As a beta tester for other companies, I know that they test and retest everything on various systems to cover all the bases before releasing an update. This is really nonsense.


----------



## Mike Connelly (Oct 14, 2010)

From what I've seen from the logic team, I wouldn't be surprised if this was intentional. That they consider making the quad machine's CPU support as bad as the other machines to be a "fix".


----------



## midphase (Oct 14, 2010)

I just hope this isn't Apple bizarre way of making me need to upgrade to a new Mac Pro. Funny how I was defending the Mac vs. PC in the other thread and mentioning that I see no real reason for me to upgrade to a newer Mac Pro...perhaps Steve Jobs was reading the thread!


----------



## drasticmeasures (Oct 14, 2010)

I really needed this update to work and it just isn't well for me.

I'm getting lots of crashing...unexpected/void kinda stuff....and that's just opening the application, not even getting to loading a file yet. It seems that I only get 1 song file per boot - I can open and work normally, but once I close a session, I cannot open another session at all until I reboot the computer.
My 8-cores appear to be fine, btw. It seems to drag a bit more than 9.1.1, but not too badly.

I'm going to go back to 9.1.1. Total bummer.


----------



## Ashermusic (Oct 14, 2010)

Nathan Furst @ Thu Oct 14 said:


> I really needed this update to work and it just isn't well for me.
> 
> I'm getting lots of crashing...unexpected/void kinda stuff....and that's just opening the application, not even getting to loading a file yet. It seems that I only get 1 song file per boot - I can open and work normally, but once I close a session, I cannot open another session at all until I reboot the computer.
> My 8-cores appear to be fine, btw. It seems to drag a bit more than 9.1.1, but not too badly.
> ...



Forgive me Nathan if this is obvious, but did you trash your prefs, repair permissions with Disk Utility, and restart the computer? This should be s.o.p after installing this kind of update.


----------



## dcoscina (Oct 15, 2010)

Looks like my decision to work more with Digital Performer 7 was a good one. 
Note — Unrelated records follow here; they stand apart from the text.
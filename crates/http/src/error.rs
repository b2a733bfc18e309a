//! Error handling for the bookshelf HTTP layer

use axum::{
    extract::rejection::{JsonRejection, PathRejection},
    http::StatusCode,
    response::{IntoResponse, Response},
    Json,
};
use serde_json::json;
use thiserror::Error;
use time::OffsetDateTime;
use uuid::Uuid;

/// Application error types that map to HTTP responses
#[derive(Error, Debug)]
pub enum AppError {
    #[error("bad request: {message}")]
    BadRequest { message: String, code: String },

    #[error("unsupported media type: {message}")]
    UnsupportedMediaType { message: String },

    #[error(transparent)]
    Internal(#[from] anyhow::Error),
}

impl AppError {
    /// Create a bad request error
    pub fn bad_request(message: impl Into<String>) -> Self {
        Self::BadRequest {
            message: message.into(),
            code: "bad_request".to_string(),
        }
    }

    /// Create an internal error from a message
    pub fn internal(message: impl Into<String>) -> Self {
        Self::Internal(anyhow::anyhow!(message.into()))
    }
}

impl From<JsonRejection> for AppError {
    /// Unreadable or mistyped bodies are `400`; only a non-JSON content type is `415`.
    fn from(rejection: JsonRejection) -> Self {
        match rejection {
            JsonRejection::MissingJsonContentType(_) => Self::UnsupportedMediaType {
                message: rejection.body_text(),
            },
            _ => Self::BadRequest {
                message: rejection.body_text(),
                code: "invalid_body".to_string(),
            },
        }
    }
}

impl From<PathRejection> for AppError {
    fn from(rejection: PathRejection) -> Self {
        Self::BadRequest {
            message: rejection.body_text(),
            code: "invalid_path".to_string(),
        }
    }
}

impl IntoResponse for AppError {
    fn into_response(self) -> Response {
        let error_id = Uuid::new_v4();
        let timestamp = OffsetDateTime::now_utc().to_string();

        let (status, error_code, message) = match self {
            AppError::BadRequest { message, code } => (StatusCode::BAD_REQUEST, code, message),
            AppError::UnsupportedMediaType { message } => (
                StatusCode::UNSUPPORTED_MEDIA_TYPE,
                "unsupported_media_type".to_string(),
                message,
            ),
            AppError::Internal(e) => (
                StatusCode::INTERNAL_SERVER_ERROR,
                "internal_error".to_string(),
                format!("{:#}", e),
            ),
        };

        if status.is_server_error() {
            tracing::error!(
                error_id = %error_id,
                error_code = %error_code,
                status_code = %status.as_u16(),
                error = %message,
                "Request error"
            );
        } else {
            tracing::warn!(
                error_id = %error_id,
                error_code = %error_code,
                status_code = %status.as_u16(),
                "Request error"
            );
        }

        // Release builds do not leak store internals to callers.
        let message = if cfg!(not(debug_assertions)) && status == StatusCode::INTERNAL_SERVER_ERROR
        {
            "An internal server error occurred".to_string()
        } else {
            message
        };

        let error_response = json!({
            "error": {
                "code": error_code,
                "message": message,
                "details": [],
                "trace_id": error_id.to_string(),
                "timestamp": timestamp
            }
        });

        (status, Json(error_response)).into_response()
    }
}
use std::sync::Arc;

use axum::{
    extract::{
        rejection::{JsonRejection, PathRejection},
        Path, State,
    },
    http::StatusCode,
    response::{IntoResponse, Response},
    routing::{get, post},
    Json, Router,
};
use bookshelf_http::error::AppError;

use super::models::{AuthorDto, AuthorEntity};
use super::service::AuthorService;

type AuthorState = State<Arc<AuthorService>>;

pub fn router(service: Arc<AuthorService>) -> Router {
    Router::new()
        .route("/", post(create_author).get(list_authors))
        .route(
            "/{id}",
            get(get_author)
                .put(full_update_author)
                .patch(partial_update_author)
                .delete(delete_author),
        )
        .with_state(service)
}

/// `POST /authors`: the store assigns the id, any id in the body is ignored
async fn create_author(
    State(service): AuthorState,
    payload: Result<Json<AuthorDto>, JsonRejection>,
) -> Result<(StatusCode, Json<AuthorDto>), AppError> {
    let Json(author) = payload?;
    let saved = service
        .save(AuthorEntity {
            id: None,
            ..AuthorEntity::from(author)
        })
        .await?;

    Ok((StatusCode::CREATED, Json(saved.into())))
}

async fn list_authors(State(service): AuthorState) -> Result<Json<Vec<AuthorDto>>, AppError> {
    let authors = service.find_all().await?;
    Ok(Json(authors.into_iter().map(AuthorDto::from).collect()))
}

async fn get_author(
    State(service): AuthorState,
    id: Result<Path<i64>, PathRejection>,
) -> Result<Response, AppError> {
    let Path(id) = id?;

    Ok(match service.find_one(id).await? {
        Some(author) => Json(AuthorDto::from(author)).into_response(),
        None => StatusCode::NOT_FOUND.into_response(),
    })
}

async fn full_update_author(
    State(service): AuthorState,
    id: Result<Path<i64>, PathRejection>,
    payload: Result<Json<AuthorDto>, JsonRejection>,
) -> Result<Response, AppError> {
    let Path(id) = id?;
    let Json(author) = payload?;

    if !service.is_exists(id).await? {
        return Ok(StatusCode::NOT_FOUND.into_response());
    }

    let saved = service.full_update(id, author.into()).await?;
    Ok(Json(AuthorDto::from(saved)).into_response())
}

async fn partial_update_author(
    State(service): AuthorState,
    id: Result<Path<i64>, PathRejection>,
    payload: Result<Json<AuthorDto>, JsonRejection>,
) -> Result<Response, AppError> {
    let Path(id) = id?;
    let Json(author) = payload?;

    if !service.is_exists(id).await? {
        return Ok(StatusCode::NOT_FOUND.into_response());
    }

    let updated = service.partial_update(id, author.into()).await?;
    Ok(Json(AuthorDto::from(updated)).into_response())
}

/// Always `204`, whether or not the author existed
async fn delete_author(
    State(service): AuthorState,
    id: Result<Path<i64>, PathRejection>,
) -> Result<StatusCode, AppError> {
    let Path(id) = id?;
    service.delete(id).await?;
    Ok(StatusCode::NO_CONTENT)
}
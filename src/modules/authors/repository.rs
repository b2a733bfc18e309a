//! Author repository trait and SQLite implementation

use std::sync::Arc;

use async_trait::async_trait;
use bookshelf_db::Result;
use bookshelf_kernel::Migration;
use sqlx::{query, query_as, query_scalar, Sqlite, SqliteConnection, SqlitePool};

use super::models::AuthorEntity;

pub const MIGRATIONS: &[Migration] = &[Migration {
    id: "001_create_authors",
    up: r#"
        CREATE TABLE authors (
            id   INTEGER PRIMARY KEY AUTOINCREMENT,
            name TEXT,
            age  INTEGER
        );
    "#,
}];

/// Data access for authors
#[async_trait]
pub trait AuthorRepository: Send + Sync {
    /// Insert when `id` is `None`, otherwise insert-or-replace the row with that id.
    /// Returns the stored row including its id.
    async fn save(&self, author: AuthorEntity) -> Result<AuthorEntity>;

    async fn find_by_id(&self, id: i64) -> Result<Option<AuthorEntity>>;

    /// All authors in storage order
    async fn find_all(&self) -> Result<Vec<AuthorEntity>>;

    async fn exists_by_id(&self, id: i64) -> Result<bool>;

    /// Deleting an absent id is not an error
    async fn delete_by_id(&self, id: i64) -> Result<()>;
}

pub type AuthorRepositoryArc = Arc<dyn AuthorRepository>;

/// SQLite implementation of [`AuthorRepository`]
pub struct SqliteAuthorRepository {
    pool: SqlitePool,
}

impl SqliteAuthorRepository {
    pub fn new(pool: SqlitePool) -> Self {
        Self { pool }
    }
}

async fn upsert_author<'e, E>(
    executor: E,
    author: AuthorEntity,
) -> std::result::Result<AuthorEntity, sqlx::Error>
where
    E: sqlx::Executor<'e, Database = Sqlite>,
{
    let id = match author.id {
        None => {
            query_scalar::<_, i64>("INSERT INTO authors (name, age) VALUES (?, ?) RETURNING id")
                .bind(&author.name)
                .bind(author.age)
                .fetch_one(executor)
                .await?
        }
        Some(id) => {
            query(
                r#"
                INSERT INTO authors (id, name, age) VALUES (?, ?, ?)
                ON CONFLICT(id) DO UPDATE SET name = excluded.name, age = excluded.age
                "#,
            )
            .bind(id)
            .bind(&author.name)
            .bind(author.age)
            .execute(executor)
            .await?;
            id
        }
    };

    Ok(AuthorEntity {
        id: Some(id),
        ..author
    })
}

/// Resolve the author nested in a book write, on the book's connection.
///
/// An id that names a stored row links to it and overwrites only the fields
/// that are `Some`. Without an id, or with an id the store does not know, a
/// new row is inserted under a store-assigned id.
pub(crate) async fn attach_author(
    conn: &mut SqliteConnection,
    author: AuthorEntity,
) -> std::result::Result<AuthorEntity, sqlx::Error> {
    let linked = match author.id {
        Some(id) => {
            query_as::<_, AuthorEntity>(
                r#"
                UPDATE authors SET name = COALESCE(?, name), age = COALESCE(?, age)
                WHERE id = ?
                RETURNING id, name, age
                "#,
            )
            .bind(&author.name)
            .bind(author.age)
            .bind(id)
            .fetch_optional(&mut *conn)
            .await?
        }
        None => None,
    };

    match linked {
        Some(stored) => Ok(stored),
        None => {
            query_as::<_, AuthorEntity>(
                "INSERT INTO authors (name, age) VALUES (?, ?) RETURNING id, name, age",
            )
            .bind(&author.name)
            .bind(author.age)
            .fetch_one(&mut *conn)
            .await
        }
    }
}

#[async_trait]
impl AuthorRepository for SqliteAuthorRepository {
    async fn save(&self, author: AuthorEntity) -> Result<AuthorEntity> {
        Ok(upsert_author(&self.pool, author).await?)
    }

    async fn find_by_id(&self, id: i64) -> Result<Option<AuthorEntity>> {
        let author = query_as::<_, AuthorEntity>("SELECT id, name, age FROM authors WHERE id = ?")
            .bind(id)
            .fetch_optional(&self.pool)
            .await?;

        Ok(author)
    }

    async fn find_all(&self) -> Result<Vec<AuthorEntity>> {
        let authors = query_as::<_, AuthorEntity>("SELECT id, name, age FROM authors ORDER BY id")
            .fetch_all(&self.pool)
            .await?;

        Ok(authors)
    }

    async fn exists_by_id(&self, id: i64) -> Result<bool> {
        let exists = query_scalar("SELECT EXISTS(SELECT 1 FROM authors WHERE id = ?)")
            .bind(id)
            .fetch_one(&self.pool)
            .await?;

        Ok(exists)
    }

    async fn delete_by_id(&self, id: i64) -> Result<()> {
        query("DELETE FROM authors WHERE id = ?")
            .bind(id)
            .execute(&self.pool)
            .await?;

        Ok(())
    }
}
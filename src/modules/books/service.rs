use crate::error::{CatalogError, CatalogResult};

use super::models::BookEntity;
use super::repository::BookRepositoryArc;

/// Book use cases on top of a [`BookRepository`](super::repository::BookRepository).
pub struct BookService {
    repository: BookRepositoryArc,
}

impl BookService {
    pub fn new(repository: BookRepositoryArc) -> Self {
        Self { repository }
    }

    /// Store `book` under `isbn`, creating or replacing it.
    ///
    /// Whether a row existed before is not reported. Callers that check first
    /// can race a concurrent writer for the same ISBN.
    pub async fn create_update(&self, isbn: &str, book: BookEntity) -> CatalogResult<BookEntity> {
        let saved = self
            .repository
            .save(BookEntity {
                isbn: isbn.to_string(),
                ..book
            })
            .await?;
        tracing::info!(isbn = %saved.isbn, "book saved");
        Ok(saved)
    }

    pub async fn find_all(&self) -> CatalogResult<Vec<BookEntity>> {
        Ok(self.repository.find_all().await?)
    }

    pub async fn find_one(&self, isbn: &str) -> CatalogResult<Option<BookEntity>> {
        Ok(self.repository.find_by_id(isbn).await?)
    }

    pub async fn is_exists(&self, isbn: &str) -> CatalogResult<bool> {
        Ok(self.repository.exists_by_id(isbn).await?)
    }

    /// Overwrite `title` and `author` only when they are `Some` in `book`.
    pub async fn partial_update(&self, isbn: &str, book: BookEntity) -> CatalogResult<BookEntity> {
        let mut existing =
            self.repository
                .find_by_id(isbn)
                .await?
                .ok_or_else(|| CatalogError::NotFound {
                    entity: "book",
                    key: isbn.to_string(),
                })?;

        if let Some(title) = book.title {
            existing.title = Some(title);
        }
        if let Some(author) = book.author {
            existing.author = Some(author);
        }

        let saved = self.repository.save(existing).await?;
        tracing::info!(isbn = %saved.isbn, "book updated");
        Ok(saved)
    }

    pub async fn delete(&self, isbn: &str) -> CatalogResult<()> {
        self.repository.delete_by_id(isbn).await?;
        tracing::info!(isbn = %isbn, "book deleted");
        Ok(())
    }
}
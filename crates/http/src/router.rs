//! Router builder for the bookshelf HTTP server
//!
//! Axum layers only wrap routes that already exist, so mount routes first and
//! add middleware afterwards. The last layer added is the outermost.

use axum::{
    extract::Request,
    http::{HeaderValue, StatusCode},
    routing::get,
    Router,
};
use std::time::Duration;
use tower_http::{
    cors::{Any, CorsLayer},
    request_id::{MakeRequestId, PropagateRequestIdLayer, RequestId, SetRequestIdLayer},
    timeout::TimeoutLayer,
    trace::{DefaultMakeSpan, DefaultOnRequest, DefaultOnResponse, TraceLayer},
};
use uuid::{Timestamp, Uuid};

use bookshelf_kernel::ModuleRegistry;

/// Builder for constructing the main HTTP router
pub struct RouterBuilder {
    router: Router,
    api_prefix: String,
}

impl RouterBuilder {
    /// Create a new router builder mounting modules at the root
    pub fn new() -> Self {
        Self {
            router: Router::new(),
            api_prefix: String::new(),
        }
    }

    /// Mount modules under a normalized prefix such as `/api`
    pub fn with_api_prefix(mut self, api_prefix: impl Into<String>) -> Self {
        self.api_prefix = api_prefix.into();
        self
    }

    /// Add a route to the router
    pub fn route(mut self, path: &str, route: axum::routing::MethodRouter) -> Self {
        self.router = self.router.route(path, route);
        self
    }

    /// Mount a module's router under `{api_prefix}/{module_name}`
    pub fn mount_module(mut self, module_name: &str, module_router: Router) -> Self {
        let mount_path = module_path(&self.api_prefix, module_name);
        self.router = self.router.nest(&mount_path, module_router);
        self
    }

    /// Add tracing middleware
    pub fn with_tracing(mut self) -> Self {
        self.router = self.router.layer(
            TraceLayer::new_for_http()
                .make_span_with(DefaultMakeSpan::new().include_headers(true))
                .on_request(DefaultOnRequest::new().level(tracing::Level::INFO))
                .on_response(DefaultOnResponse::new().level(tracing::Level::INFO)),
        );
        self
    }

    /// Add CORS middleware
    pub fn with_cors(mut self) -> Self {
        self.router = self.router.layer(
            CorsLayer::new()
                .allow_origin(Any)
                .allow_methods(Any)
                .allow_headers(Any),
        );
        self
    }

    /// Assign an `x-request-id` to every request and echo it on the response
    pub fn with_request_id(mut self) -> Self {
        self.router = self
            .router
            .layer(PropagateRequestIdLayer::x_request_id())
            .layer(SetRequestIdLayer::x_request_id(MakeRequestUuidV7));
        self
    }

    /// Answer `408 Request Timeout` when a handler runs longer than `timeout_ms`
    pub fn with_timeout(mut self, timeout_ms: u64) -> Self {
        self.router = self.router.layer(TimeoutLayer::with_status_code(
            StatusCode::REQUEST_TIMEOUT,
            Duration::from_millis(timeout_ms),
        ));
        self
    }

    /// Serve the merged OpenAPI document of all modules at `/docs/openapi.json`
    pub fn with_openapi(mut self, registry: &ModuleRegistry) -> Self {
        let openapi_spec = openapi_document(registry, &self.api_prefix);

        if let Err(e) = serde_json::from_value::<utoipa::openapi::OpenApi>(openapi_spec.clone()) {
            tracing::warn!(error = %e, "merged OpenAPI document does not parse as OpenAPI 3.1");
        }

        self.router = self.router.route(
            "/docs/openapi.json",
            get(move || async move { axum::Json(openapi_spec.clone()) }),
        );

        self
    }

    /// Build the final router
    pub fn build(self) -> Router {
        self.router
    }
}

impl Default for RouterBuilder {
    fn default() -> Self {
        Self::new()
    }
}

/// Mount path of a module, e.g. `/api/books` or `/books`
pub fn module_path(api_prefix: &str, module_name: &str) -> String {
    format!("{}/{}", api_prefix, module_name)
}

/// Merge every module's OpenAPI fragment into one document.
pub fn openapi_document(registry: &ModuleRegistry, api_prefix: &str) -> serde_json::Value {
    let mut openapi_spec = serde_json::json!({
        "openapi": "3.1.0",
        "info": {
            "title": "Bookshelf API",
            "version": env!("CARGO_PKG_VERSION"),
            "description": "Book and author catalog"
        },
        "paths": {},
        "components": {
            "schemas": {}
        }
    });

    openapi_spec["components"]["schemas"]["ErrorResponse"] = serde_json::json!({
        "type": "object",
        "properties": {
            "error": {
                "type": "object",
                "properties": {
                    "code": { "type": "string" },
                    "message": { "type": "string" },
                    "details": { "type": "array", "items": {} },
                    "trace_id": { "type": "string" },
                    "timestamp": { "type": "string" }
                },
                "required": ["code", "message", "trace_id", "timestamp"]
            }
        },
        "required": ["error"]
    });

    openapi_spec["paths"]["/healthz"] = serde_json::json!({
        "get": {
            "summary": "Health check",
            "responses": {
                "200": {
                    "description": "OK",
                    "content": { "text/plain": { "schema": { "type": "string" } } }
                }
            }
        }
    });

    for module in registry.modules() {
        let Some(module_spec) = module.openapi() else {
            continue;
        };
        let mount_path = module_path(api_prefix, module.name());

        if let Some(paths) = module_spec.get("paths").and_then(|p| p.as_object()) {
            for (path, path_item) in paths {
                let prefixed_path = if path == "/" {
                    mount_path.clone()
                } else {
                    format!("{}{}", mount_path, path)
                };
                openapi_spec["paths"][prefixed_path] = path_item.clone();
            }
        }

        if let Some(schemas) = module_spec
            .get("components")
            .and_then(|c| c.get("schemas"))
            .and_then(|s| s.as_object())
        {
            for (schema_name, schema_def) in schemas {
                openapi_spec["components"]["schemas"][schema_name] = schema_def.clone();
            }
        }
    }

    openapi_spec
}

/// Request ID generator producing time-ordered UUIDs
#[derive(Clone, Copy)]
struct MakeRequestUuidV7;

impl MakeRequestId for MakeRequestUuidV7 {
    fn make_request_id<B>(&mut self, _request: &Request<B>) -> Option<RequestId> {
        let timestamp = Timestamp::now(uuid::NoContext);
        let request_id = Uuid::new_v7(timestamp)
            .to_string()
            .parse::<HeaderValue>()
            .ok()?;
        Some(RequestId::new(request_id))
    }
}

#[cfg(test)]
mod tests {
    use super::*;
    use axum::{
        body::Body,
        http::{Request, StatusCode},
    };
    use bookshelf_kernel::Module;
    use std::sync::Arc;
    use tower::ServiceExt;

    struct ShelfModule;

    #[async_trait::async_trait]
    impl Module for ShelfModule {
        fn name(&self) -> &'static str {
            "shelves"
        }

        fn routes(&self) -> Router {
            Router::new()
                .route("/", get(|| async { "all shelves" }))
                .route("/{id}", get(|| async { "one shelf" }))
        }

        fn openapi(&self) -> Option<serde_json::Value> {
            Some(serde_json::json!({
                "paths": {
                    "/": { "get": { "responses": { "200": { "description": "OK" } } } },
                    "/{id}": { "get": { "responses": { "200": { "description": "OK" } } } }
                },
                "components": { "schemas": { "Shelf": { "type": "object" } } }
            }))
        }
    }

    fn registry() -> ModuleRegistry {
        let mut registry = ModuleRegistry::new();
        registry.register(Arc::new(ShelfModule)).unwrap();
        registry
    }

    async fn get_status(router: Router, uri: &str) -> StatusCode {
        router
            .oneshot(Request::builder().uri(uri).body(Body::empty()).unwrap())
            .await
            .unwrap()
            .status()
    }

    #[tokio::test]
    async fn test_module_mounting_at_root() {
        let registry = registry();
        let module = registry.get_module("shelves").unwrap();
        let router = RouterBuilder::new()
            .mount_module(module.name(), module.routes())
            .build();

        assert_eq!(get_status(router.clone(), "/shelves").await, StatusCode::OK);
        assert_eq!(get_status(router, "/shelves/7").await, StatusCode::OK);
    }

    #[tokio::test]
    async fn test_module_mounting_under_prefix() {
        let registry = registry();
        let module = registry.get_module("shelves").unwrap();
        let router = RouterBuilder::new()
            .with_api_prefix("/api")
            .mount_module(module.name(), module.routes())
            .build();

        assert_eq!(get_status(router.clone(), "/api/shelves").await, StatusCode::OK);
        assert_eq!(get_status(router, "/shelves").await, StatusCode::NOT_FOUND);
    }

    #[tokio::test]
    async fn test_request_id_is_echoed() {
        let response = RouterBuilder::new()
            .route("/health", get(|| async { "ok" }))
            .with_timeout(5000)
            .with_cors()
            .with_tracing()
            .with_request_id()
            .build()
            .oneshot(Request::builder().uri("/health").body(Body::empty()).unwrap())
            .await
            .unwrap();

        assert_eq!(response.status(), StatusCode::OK);
        let request_id = response.headers().get("x-request-id").unwrap();
        assert!(Uuid::parse_str(request_id.to_str().unwrap()).is_ok());
    }

    #[tokio::test]
    async fn test_slow_handler_times_out() {
        let router = RouterBuilder::new()
            .route(
                "/slow",
                get(|| async {
                    tokio::time::sleep(Duration::from_secs(5)).await;
                    "late"
                }),
            )
            .with_timeout(20)
            .build();

        assert_eq!(get_status(router, "/slow").await, StatusCode::REQUEST_TIMEOUT);
    }

    #[test]
    fn test_openapi_paths_are_prefixed() {
        let spec = openapi_document(&registry(), "/api");

        assert!(spec["paths"]["/api/shelves"].is_object());
        assert!(spec["paths"]["/api/shelves/{id}"].is_object());
        assert!(spec["paths"]["/healthz"].is_object());
        assert!(spec["components"]["schemas"]["Shelf"].is_object());
        assert!(spec["components"]["schemas"]["ErrorResponse"].is_object());
    }
}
I have a Mac Pro Quad and I don't plan on replacing it anytime soon.


----------



## Nick Harvey (Oct 15, 2010)

Working fine here. No decrease in performance at all.


----------



## stonzthro (Oct 15, 2010)

Hmm - a friend of mine is using a quad and says he's having no performance issues at all.


----------



## Mike Connelly (Oct 15, 2010)

To be clear, the performance drop is only present on 2009+ quad machines (quad with hyperthreading), either mac pro or imac i7.

On 8 core machines or other imacs or laptops this shouldn't be an issue, I assume the people not seeing a difference are on those machines.


----------



## dcoscina (Oct 15, 2010)

Ahhh, so I ought to be safe then. I have an original 2.66 ghz Quad. Hmm, I might bite. Perhaps I will try it out on Logic Express (64bit) first. For some weird reason, I have both on my Mac Pro even though Express would bought for my laptop use.


----------



## midphase (Oct 15, 2010)

Nick Harvey @ Fri Oct 15 said:


> Working fine here. No decrease in performance at all.



What setup are you using?

I'm on the "original" 4-core Mac Pro...I don't think I use hyperthreading...should be ok then?


----------



## Mike Connelly (Oct 15, 2010)

If you have a 2008 MP, it has no HT so you shouldn't see the issue.

If you're not sure if you have HT or not, just open activity monitor. If your machine has HT it will show twice as many CPU meters as you have cores. If not, a quad machine will show four cores.


----------



## EthanStoller (Oct 15, 2010)

I am on an early 2008 2x2.8 Quad-Core and the 9.1.2 update spooked my machine. I could not even open the program. Thankfully, I have a copy of 9.1.1 which I had in reserve for when I needed to open Logic in 32-bit. I love Logic but sometimes I feel like that love is unrequited.


----------



## Ashermusic (Oct 15, 2010)

midphase @ Fri Oct 15 said:


> Nick Harvey @ Fri Oct 15 said:
> 
> 
> > Working fine here. No decrease in performance at all.
> ...



I have the same and it is fine here but no, these do not have HT.


----------



## Nick Harvey (Oct 15, 2010)

midphase @ Fri Oct 15 said:


> Nick Harvey @ Fri Oct 15 said:
> 
> 
> > Working fine here. No decrease in performance at all.
> ...



I'm on an early 2008 2x3 Ghz Quad-Core Intel Xeon and all is well.


----------



## Brobdingnagian (Oct 15, 2010)

Anyone have anything positive to add to the thread?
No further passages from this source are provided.